Data to process below:

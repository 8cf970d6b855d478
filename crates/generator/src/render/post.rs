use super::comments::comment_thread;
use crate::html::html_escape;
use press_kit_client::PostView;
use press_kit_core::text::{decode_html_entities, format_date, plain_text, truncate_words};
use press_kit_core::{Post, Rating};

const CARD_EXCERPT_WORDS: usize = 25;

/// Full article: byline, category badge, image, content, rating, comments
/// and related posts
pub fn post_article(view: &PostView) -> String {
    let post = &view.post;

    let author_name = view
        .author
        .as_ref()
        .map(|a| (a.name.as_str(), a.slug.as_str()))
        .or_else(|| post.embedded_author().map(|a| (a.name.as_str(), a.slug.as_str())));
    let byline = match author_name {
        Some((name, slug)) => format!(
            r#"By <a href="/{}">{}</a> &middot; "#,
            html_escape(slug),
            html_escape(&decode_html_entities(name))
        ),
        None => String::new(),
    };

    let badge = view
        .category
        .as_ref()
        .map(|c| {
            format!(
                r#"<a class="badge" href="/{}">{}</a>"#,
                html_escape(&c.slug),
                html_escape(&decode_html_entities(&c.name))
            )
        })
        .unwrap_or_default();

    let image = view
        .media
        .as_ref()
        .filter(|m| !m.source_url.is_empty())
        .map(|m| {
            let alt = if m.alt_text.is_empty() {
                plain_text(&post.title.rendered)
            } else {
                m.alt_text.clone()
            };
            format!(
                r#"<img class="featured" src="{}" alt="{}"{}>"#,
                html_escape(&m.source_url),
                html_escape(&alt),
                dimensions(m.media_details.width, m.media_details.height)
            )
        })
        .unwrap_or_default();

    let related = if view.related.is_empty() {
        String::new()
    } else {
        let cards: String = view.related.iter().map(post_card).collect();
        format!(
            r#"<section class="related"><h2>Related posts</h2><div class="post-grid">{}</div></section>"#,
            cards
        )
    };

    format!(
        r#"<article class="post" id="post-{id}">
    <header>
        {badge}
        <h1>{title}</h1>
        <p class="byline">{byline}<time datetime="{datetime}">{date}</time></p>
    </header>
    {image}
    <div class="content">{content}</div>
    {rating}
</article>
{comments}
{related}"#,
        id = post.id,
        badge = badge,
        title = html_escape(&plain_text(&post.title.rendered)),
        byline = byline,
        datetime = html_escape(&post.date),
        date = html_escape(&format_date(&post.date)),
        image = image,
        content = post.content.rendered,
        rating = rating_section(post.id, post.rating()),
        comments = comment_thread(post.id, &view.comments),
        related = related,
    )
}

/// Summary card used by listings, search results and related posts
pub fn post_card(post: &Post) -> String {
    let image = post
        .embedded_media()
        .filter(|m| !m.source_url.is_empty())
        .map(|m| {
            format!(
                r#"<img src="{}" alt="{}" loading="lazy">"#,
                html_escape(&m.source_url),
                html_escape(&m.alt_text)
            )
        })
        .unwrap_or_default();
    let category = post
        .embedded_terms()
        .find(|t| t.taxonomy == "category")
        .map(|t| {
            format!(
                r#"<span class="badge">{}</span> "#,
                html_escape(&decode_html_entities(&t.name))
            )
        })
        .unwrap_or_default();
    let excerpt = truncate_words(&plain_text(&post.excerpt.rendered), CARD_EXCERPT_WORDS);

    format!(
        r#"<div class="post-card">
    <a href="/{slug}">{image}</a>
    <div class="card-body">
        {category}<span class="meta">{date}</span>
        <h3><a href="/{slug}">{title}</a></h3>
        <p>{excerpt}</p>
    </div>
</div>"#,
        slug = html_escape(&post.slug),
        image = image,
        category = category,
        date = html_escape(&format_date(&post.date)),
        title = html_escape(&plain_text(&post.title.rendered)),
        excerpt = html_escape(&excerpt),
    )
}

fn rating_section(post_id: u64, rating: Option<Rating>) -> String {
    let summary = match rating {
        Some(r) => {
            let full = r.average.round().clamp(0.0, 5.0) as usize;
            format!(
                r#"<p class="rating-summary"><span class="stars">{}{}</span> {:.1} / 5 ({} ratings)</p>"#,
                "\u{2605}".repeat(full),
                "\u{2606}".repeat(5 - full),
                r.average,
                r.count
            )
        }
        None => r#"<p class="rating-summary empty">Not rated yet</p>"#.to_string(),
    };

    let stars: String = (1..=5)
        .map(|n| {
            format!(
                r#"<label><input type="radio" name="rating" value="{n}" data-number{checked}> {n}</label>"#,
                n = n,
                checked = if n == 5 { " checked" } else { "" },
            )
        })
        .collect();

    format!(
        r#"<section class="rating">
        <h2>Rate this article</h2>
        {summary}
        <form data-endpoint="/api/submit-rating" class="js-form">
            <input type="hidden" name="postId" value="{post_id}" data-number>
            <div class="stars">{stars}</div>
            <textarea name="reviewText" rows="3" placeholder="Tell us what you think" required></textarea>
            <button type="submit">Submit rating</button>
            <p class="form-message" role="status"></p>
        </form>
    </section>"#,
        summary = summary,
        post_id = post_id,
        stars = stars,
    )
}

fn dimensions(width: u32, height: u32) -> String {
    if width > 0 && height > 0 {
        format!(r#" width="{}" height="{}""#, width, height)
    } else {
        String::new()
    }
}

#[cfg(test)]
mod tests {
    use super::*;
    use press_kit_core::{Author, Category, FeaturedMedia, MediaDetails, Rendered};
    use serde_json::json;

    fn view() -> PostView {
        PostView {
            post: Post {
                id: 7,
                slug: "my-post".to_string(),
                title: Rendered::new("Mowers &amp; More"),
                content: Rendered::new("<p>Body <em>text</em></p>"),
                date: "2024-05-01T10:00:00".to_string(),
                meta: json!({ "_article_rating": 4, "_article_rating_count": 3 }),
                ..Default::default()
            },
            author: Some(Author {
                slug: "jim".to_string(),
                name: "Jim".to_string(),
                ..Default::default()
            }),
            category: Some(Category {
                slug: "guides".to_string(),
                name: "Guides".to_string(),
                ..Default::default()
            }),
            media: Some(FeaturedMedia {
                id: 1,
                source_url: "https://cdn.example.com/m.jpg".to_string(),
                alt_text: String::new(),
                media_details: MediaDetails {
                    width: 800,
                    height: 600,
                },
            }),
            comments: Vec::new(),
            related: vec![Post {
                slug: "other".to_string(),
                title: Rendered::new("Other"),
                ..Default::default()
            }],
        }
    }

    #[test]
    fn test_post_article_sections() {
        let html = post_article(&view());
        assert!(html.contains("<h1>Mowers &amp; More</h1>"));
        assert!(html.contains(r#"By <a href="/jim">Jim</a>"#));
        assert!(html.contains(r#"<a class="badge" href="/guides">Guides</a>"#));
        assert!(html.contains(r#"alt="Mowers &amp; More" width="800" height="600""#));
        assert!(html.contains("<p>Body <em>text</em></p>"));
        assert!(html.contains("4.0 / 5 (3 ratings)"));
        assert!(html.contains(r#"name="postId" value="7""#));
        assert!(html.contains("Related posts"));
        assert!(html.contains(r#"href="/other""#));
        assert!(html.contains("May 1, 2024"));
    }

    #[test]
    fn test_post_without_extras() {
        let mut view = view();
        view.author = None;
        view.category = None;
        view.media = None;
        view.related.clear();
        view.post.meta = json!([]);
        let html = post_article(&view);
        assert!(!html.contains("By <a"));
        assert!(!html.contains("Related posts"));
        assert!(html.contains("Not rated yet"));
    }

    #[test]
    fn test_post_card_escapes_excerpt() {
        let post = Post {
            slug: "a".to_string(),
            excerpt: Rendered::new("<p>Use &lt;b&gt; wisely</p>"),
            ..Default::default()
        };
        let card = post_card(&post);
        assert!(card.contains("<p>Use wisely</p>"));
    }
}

End of Data to process.
Data to process below:

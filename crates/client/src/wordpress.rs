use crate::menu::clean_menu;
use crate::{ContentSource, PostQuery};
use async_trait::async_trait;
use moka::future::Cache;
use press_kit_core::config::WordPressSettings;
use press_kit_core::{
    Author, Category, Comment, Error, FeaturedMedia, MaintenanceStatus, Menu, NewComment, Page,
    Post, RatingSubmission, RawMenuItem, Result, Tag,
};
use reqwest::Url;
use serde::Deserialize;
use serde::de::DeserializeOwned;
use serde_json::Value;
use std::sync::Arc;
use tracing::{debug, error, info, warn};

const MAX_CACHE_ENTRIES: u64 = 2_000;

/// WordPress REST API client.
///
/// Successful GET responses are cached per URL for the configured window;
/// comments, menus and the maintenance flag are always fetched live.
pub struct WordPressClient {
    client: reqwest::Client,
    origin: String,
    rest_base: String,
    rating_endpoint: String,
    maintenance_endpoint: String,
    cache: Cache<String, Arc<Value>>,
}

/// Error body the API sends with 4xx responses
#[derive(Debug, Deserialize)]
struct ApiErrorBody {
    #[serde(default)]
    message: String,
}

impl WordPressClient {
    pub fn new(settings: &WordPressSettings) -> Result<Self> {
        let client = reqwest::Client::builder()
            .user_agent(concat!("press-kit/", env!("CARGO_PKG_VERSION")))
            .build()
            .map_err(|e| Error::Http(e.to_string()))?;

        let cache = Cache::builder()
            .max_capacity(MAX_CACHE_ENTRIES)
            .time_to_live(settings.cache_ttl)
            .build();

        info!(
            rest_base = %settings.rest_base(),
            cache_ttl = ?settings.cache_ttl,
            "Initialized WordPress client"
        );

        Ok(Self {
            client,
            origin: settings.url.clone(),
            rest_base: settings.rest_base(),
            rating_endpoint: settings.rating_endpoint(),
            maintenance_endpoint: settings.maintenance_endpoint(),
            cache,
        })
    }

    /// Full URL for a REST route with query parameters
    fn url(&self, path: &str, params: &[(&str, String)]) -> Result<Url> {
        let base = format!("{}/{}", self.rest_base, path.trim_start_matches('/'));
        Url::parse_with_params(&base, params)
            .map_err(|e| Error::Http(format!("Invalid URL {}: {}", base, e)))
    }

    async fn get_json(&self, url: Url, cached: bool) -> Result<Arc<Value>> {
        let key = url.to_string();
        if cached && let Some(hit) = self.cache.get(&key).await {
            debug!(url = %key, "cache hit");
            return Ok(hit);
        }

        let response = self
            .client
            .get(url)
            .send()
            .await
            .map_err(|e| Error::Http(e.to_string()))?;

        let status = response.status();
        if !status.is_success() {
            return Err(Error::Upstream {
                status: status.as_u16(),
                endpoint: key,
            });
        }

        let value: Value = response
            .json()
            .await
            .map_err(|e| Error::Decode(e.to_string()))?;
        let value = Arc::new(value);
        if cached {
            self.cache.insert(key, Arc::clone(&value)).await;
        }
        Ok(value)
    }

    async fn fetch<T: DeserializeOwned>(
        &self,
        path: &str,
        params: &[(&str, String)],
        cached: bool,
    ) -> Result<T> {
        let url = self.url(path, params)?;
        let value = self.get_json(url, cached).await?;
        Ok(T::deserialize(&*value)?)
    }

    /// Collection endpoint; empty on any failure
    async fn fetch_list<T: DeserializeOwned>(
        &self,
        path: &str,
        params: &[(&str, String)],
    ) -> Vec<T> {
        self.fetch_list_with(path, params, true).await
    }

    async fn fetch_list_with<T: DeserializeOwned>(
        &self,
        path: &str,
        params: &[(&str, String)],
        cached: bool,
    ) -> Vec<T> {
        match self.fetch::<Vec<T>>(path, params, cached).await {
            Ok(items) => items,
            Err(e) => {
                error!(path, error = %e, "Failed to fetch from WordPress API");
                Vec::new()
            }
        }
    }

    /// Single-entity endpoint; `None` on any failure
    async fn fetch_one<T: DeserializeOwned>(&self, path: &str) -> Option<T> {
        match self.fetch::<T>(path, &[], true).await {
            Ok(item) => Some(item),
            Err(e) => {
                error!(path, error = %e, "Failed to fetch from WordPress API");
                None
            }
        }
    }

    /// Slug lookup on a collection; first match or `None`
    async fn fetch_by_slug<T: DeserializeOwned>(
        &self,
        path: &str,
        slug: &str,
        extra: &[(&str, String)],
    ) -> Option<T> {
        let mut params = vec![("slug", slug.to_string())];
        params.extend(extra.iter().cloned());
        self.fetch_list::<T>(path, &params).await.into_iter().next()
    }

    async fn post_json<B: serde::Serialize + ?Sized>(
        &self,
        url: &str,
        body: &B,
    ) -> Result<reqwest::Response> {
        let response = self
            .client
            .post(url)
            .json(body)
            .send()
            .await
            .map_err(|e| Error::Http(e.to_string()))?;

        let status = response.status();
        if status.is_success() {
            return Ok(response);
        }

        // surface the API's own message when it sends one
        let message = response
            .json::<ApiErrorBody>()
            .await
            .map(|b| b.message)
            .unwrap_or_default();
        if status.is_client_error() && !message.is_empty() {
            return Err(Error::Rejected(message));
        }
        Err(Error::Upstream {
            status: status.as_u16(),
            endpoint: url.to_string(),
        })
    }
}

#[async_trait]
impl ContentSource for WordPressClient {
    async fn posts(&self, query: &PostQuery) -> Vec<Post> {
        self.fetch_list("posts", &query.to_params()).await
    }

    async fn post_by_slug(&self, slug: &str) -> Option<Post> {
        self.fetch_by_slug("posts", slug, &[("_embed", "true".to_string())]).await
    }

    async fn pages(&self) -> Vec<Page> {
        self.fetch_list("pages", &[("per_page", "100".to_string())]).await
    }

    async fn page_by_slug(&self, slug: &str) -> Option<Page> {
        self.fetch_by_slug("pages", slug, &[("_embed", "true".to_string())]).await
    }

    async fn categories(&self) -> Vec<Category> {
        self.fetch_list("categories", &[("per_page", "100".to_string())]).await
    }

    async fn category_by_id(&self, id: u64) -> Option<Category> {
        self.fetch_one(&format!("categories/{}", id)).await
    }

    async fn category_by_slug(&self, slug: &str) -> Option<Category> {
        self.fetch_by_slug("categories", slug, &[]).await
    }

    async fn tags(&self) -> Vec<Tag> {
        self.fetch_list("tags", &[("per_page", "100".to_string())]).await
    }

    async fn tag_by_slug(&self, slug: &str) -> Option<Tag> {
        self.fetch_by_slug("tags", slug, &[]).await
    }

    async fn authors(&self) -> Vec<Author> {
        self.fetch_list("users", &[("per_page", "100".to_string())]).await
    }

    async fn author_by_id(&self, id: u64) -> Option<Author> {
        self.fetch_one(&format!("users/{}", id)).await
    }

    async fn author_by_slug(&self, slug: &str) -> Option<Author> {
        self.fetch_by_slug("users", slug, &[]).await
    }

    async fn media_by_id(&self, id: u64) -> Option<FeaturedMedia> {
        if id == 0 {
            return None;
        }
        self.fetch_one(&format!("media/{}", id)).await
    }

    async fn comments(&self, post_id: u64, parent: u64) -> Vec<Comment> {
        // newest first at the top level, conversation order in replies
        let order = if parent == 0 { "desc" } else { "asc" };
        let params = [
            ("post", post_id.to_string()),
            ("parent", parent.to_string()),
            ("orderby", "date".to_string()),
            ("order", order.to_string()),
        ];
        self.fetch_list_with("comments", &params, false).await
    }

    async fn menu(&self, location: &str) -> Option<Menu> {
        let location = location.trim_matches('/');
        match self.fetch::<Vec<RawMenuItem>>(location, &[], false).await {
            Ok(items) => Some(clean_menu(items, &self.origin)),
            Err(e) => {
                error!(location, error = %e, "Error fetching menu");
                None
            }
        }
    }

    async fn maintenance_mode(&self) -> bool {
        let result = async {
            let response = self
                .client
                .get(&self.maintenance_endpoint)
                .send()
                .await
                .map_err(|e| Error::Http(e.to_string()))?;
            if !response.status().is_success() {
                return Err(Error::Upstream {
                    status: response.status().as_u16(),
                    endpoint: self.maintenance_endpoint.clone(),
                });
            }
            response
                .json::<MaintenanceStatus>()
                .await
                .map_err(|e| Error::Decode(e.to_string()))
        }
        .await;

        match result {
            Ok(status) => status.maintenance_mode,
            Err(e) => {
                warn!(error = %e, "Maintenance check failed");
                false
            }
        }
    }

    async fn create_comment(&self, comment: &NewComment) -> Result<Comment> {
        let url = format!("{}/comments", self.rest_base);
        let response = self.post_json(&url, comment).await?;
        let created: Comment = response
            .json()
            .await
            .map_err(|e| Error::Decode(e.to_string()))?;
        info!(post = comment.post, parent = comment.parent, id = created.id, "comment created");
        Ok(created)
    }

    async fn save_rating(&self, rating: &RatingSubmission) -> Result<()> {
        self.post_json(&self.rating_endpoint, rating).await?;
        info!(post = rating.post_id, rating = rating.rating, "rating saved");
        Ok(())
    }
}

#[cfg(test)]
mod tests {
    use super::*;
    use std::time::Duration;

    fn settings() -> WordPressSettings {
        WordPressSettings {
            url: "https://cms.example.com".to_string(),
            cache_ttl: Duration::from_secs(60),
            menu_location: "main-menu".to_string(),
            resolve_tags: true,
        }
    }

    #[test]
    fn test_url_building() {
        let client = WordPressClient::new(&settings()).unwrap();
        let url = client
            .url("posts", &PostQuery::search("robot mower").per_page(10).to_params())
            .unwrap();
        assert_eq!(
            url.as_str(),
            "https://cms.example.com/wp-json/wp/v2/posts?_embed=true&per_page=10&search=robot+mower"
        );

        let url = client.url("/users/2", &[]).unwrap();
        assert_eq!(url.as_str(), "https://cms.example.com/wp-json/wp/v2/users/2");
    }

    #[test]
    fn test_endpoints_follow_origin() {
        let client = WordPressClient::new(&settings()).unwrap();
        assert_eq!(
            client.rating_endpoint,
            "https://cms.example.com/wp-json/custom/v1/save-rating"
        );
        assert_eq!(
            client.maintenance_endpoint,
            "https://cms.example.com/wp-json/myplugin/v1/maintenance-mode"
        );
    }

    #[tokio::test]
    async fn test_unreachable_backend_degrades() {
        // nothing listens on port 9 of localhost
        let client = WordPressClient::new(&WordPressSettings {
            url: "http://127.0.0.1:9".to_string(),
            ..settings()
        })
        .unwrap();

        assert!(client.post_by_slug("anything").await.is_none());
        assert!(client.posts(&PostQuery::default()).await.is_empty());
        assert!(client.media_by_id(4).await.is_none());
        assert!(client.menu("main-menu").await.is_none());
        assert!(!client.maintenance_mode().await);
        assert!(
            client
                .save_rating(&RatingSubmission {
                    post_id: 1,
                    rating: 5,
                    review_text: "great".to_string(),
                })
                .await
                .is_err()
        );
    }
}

End of Data to process.

▶ **Work instruction**: Which lines in the records above contain the word "warn"? Return each of them.

▶ **Solution to this task**:
use tracing::{debug, error, info, warn};
                warn!(error = %e, "Maintenance check failed");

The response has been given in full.